(What to work on):
Pull out every line below that holds the word "field".

───── Source data ─────

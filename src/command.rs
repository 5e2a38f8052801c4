//! Request messages for the LOGO! web protocol.
//!
//! Every request is a short line of text POSTed to the controller's `/AJAX`
//! resource. Each message type here knows how to render its own body.
//!
//! | Message | Body |
//! |---------|------|
//! | [`ChallengeRequest`] | `UAMCHAL:3,4,{a1},{a2},{b1},{b2}` |
//! | [`LoginRequest`] | `UAMLOGIN:Web User,{pw_token},{server_challenge}` |
//! | [`GetVarsRequest`] | `GETVARS:v1,{type_code},0,{address},1,1` |
//! | [`SetVarsRequest`] | `SETVARS:v0,{type_code},0,{address},1,1,{value}` |
//!
//! # Example
//!
//! ```
//! use logo_web::{GetVarsRequest, VariableKind, VariableRef};
//!
//! let cmd = GetVarsRequest::new(VariableRef::new(VariableKind::Q, 0));
//! assert_eq!(cmd.to_body(), "GETVARS:v1,130,0,0,1,1");
//! ```

use std::fmt;

use crate::variable::VariableRef;

/// Protocol version pair sent in every challenge request.
pub(crate) const CHALLENGE_VERSION: (u8, u8) = (3, 4);

/// User name the web interface expects in the login request.
pub const WEB_USER: &str = "Web User";

/// Challenge request carrying the client's four nonces.
#[derive(Debug, Clone, Copy, PartialEq, Eq)]
pub struct ChallengeRequest {
    /// First client nonce.
    pub a1: u32,
    /// Second client nonce.
    pub a2: u32,
    /// Third client nonce.
    pub b1: u32,
    /// Fourth client nonce.
    pub b2: u32,
}

impl ChallengeRequest {
    /// Creates a challenge request from the four client nonces.
    pub fn new(a1: u32, a2: u32, b1: u32, b2: u32) -> Self {
        Self { a1, a2, b1, b2 }
    }

    /// Renders the request body.
    ///
    /// ```
    /// use logo_web::ChallengeRequest;
    ///
    /// let cmd = ChallengeRequest::new(1, 2, 3, 4);
    /// assert_eq!(cmd.to_body(), "UAMCHAL:3,4,1,2,3,4");
    /// ```
    pub fn to_body(&self) -> String {
        let (major, minor) = CHALLENGE_VERSION;
        format!(
            "UAMCHAL:{},{},{},{},{},{}",
            major, minor, self.a1, self.a2, self.b1, self.b2
        )
    }
}

/// Login request proving knowledge of the password.
#[derive(Clone, Copy, PartialEq, Eq)]
pub struct LoginRequest {
    /// CRC of the password token XORed with the server challenge.
    pub pw_token: u32,
    /// All client nonces XORed with the server challenge.
    pub server_challenge: u32,
}

impl LoginRequest {
    /// Creates a login request.
    pub fn new(pw_token: u32, server_challenge: u32) -> Self {
        Self {
            pw_token,
            server_challenge,
        }
    }

    /// Renders the request body.
    ///
    /// ```
    /// use logo_web::LoginRequest;
    ///
    /// let cmd = LoginRequest::new(10, 20);
    /// assert_eq!(cmd.to_body(), "UAMLOGIN:Web User,10,20");
    /// ```
    pub fn to_body(&self) -> String {
        format!(
            "UAMLOGIN:{},{},{}",
            WEB_USER, self.pw_token, self.server_challenge
        )
    }
}

impl fmt::Debug for LoginRequest {
    fn fmt(&self, f: &mut fmt::Formatter<'_>) -> fmt::Result {
        f.debug_struct("LoginRequest")
            .field("pw_token", &"[REDACTED]")
            .field("server_challenge", &self.server_challenge)
            .finish()
    }
}

/// Request reading a single variable.
#[derive(Debug, Clone, Copy, PartialEq, Eq)]
pub struct GetVarsRequest {
    variable: VariableRef,
}

impl GetVarsRequest {
    /// Creates a read request for `variable`.
    pub fn new(variable: VariableRef) -> Self {
        Self { variable }
    }

    /// Returns the variable being read.
    pub fn variable(&self) -> VariableRef {
        self.variable
    }

    /// Renders the request body.
    pub fn to_body(&self) -> String {
        format!(
            "GETVARS:v1,{},0,{},1,1",
            self.variable.type_code(),
            self.variable.address
        )
    }
}

/// Request writing a single variable.
#[derive(Debug, Clone, PartialEq, Eq)]
pub struct SetVarsRequest {
    variable: VariableRef,
    value: String,
}

impl SetVarsRequest {
    /// Creates a write request assigning `value` to `variable`.
    ///
    /// The value is sent exactly as rendered by its `Display` impl.
    ///
    /// ```
    /// use logo_web::{SetVarsRequest, VariableKind, VariableRef};
    ///
    /// let cmd = SetVarsRequest::new(VariableRef::new(VariableKind::VM, 10), 7);
    /// assert_eq!(cmd.to_body(), "SETVARS:v0,132,0,10,1,1,7");
    /// ```
    pub fn new(variable: VariableRef, value: impl fmt::Display) -> Self {
        Self {
            variable,
            value: value.to_string(),
        }
    }

    /// Returns the variable being written.
    pub fn variable(&self) -> VariableRef {
        self.variable
    }

    /// Returns the rendered value.
    pub fn value(&self) -> &str {
        &self.value
    }

    /// Renders the request body.
    pub fn to_body(&self) -> String {
        format!(
            "SETVARS:v0,{},0,{},1,1,{}",
            self.variable.type_code(),
            self.variable.address,
            self.value
        )
    }
}

#[cfg(test)]
mod tests {
    use super::*;
    use crate::variable::VariableKind;

    #[test]
    fn test_challenge_body_uses_full_u32_range() {
        let cmd = ChallengeRequest::new(u32::MAX, 0, 4_000_000_000, 17);
        assert_eq!(
            cmd.to_body(),
            "UAMCHAL:3,4,4294967295,0,4000000000,17"
        );
    }

    #[test]
    fn test_login_body() {
        let cmd = LoginRequest::new(3_000_000_000, 42);
        assert_eq!(cmd.to_body(), "UAMLOGIN:Web User,3000000000,42");
    }

    #[test]
    fn test_login_debug_hides_pw_token() {
        let cmd = LoginRequest::new(123456, 42);
        let debug_str = format!("{:?}", cmd);
        assert!(!debug_str.contains("123456"));
        assert!(debug_str.contains("42"));
    }

    #[test]
    fn test_get_vars_body() {
        let cmd = GetVarsRequest::new(VariableRef::new(VariableKind::NetAI, 12));
        assert_eq!(cmd.to_body(), "GETVARS:v1,21,0,12,1,1");
    }

    #[test]
    fn test_leading_zero_address_sent_as_decimal() {
        let var = VariableRef::parse("VM007").unwrap();
        assert_eq!(GetVarsRequest::new(var).to_body(), "GETVARS:v1,132,0,7,1,1");
        assert_eq!(SetVarsRequest::new(var, 1).to_body(), "SETVARS:v0,132,0,7,1,1,1");
    }

    #[test]
    fn test_set_vars_body() {
        let cmd = SetVarsRequest::new(VariableRef::new(VariableKind::Q, 1), "1");
        assert_eq!(cmd.to_body(), "SETVARS:v0,130,0,1,1,1,1");
        assert_eq!(cmd.value(), "1");
    }

    #[test]
    fn test_get_and_set_share_addressing() {
        let var = VariableRef::parse("VM10").unwrap();
        let get = GetVarsRequest::new(var).to_body();
        let set = SetVarsRequest::new(var, 7).to_body();
        assert_eq!(get["GETVARS:v1,".len()..], set["SETVARS:v0,".len()..set.len() - 2]);
    }
}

─────

(Solved problem):
            .field("pw_token", &"[REDACTED]")
            .field("server_challenge", &self.server_challenge)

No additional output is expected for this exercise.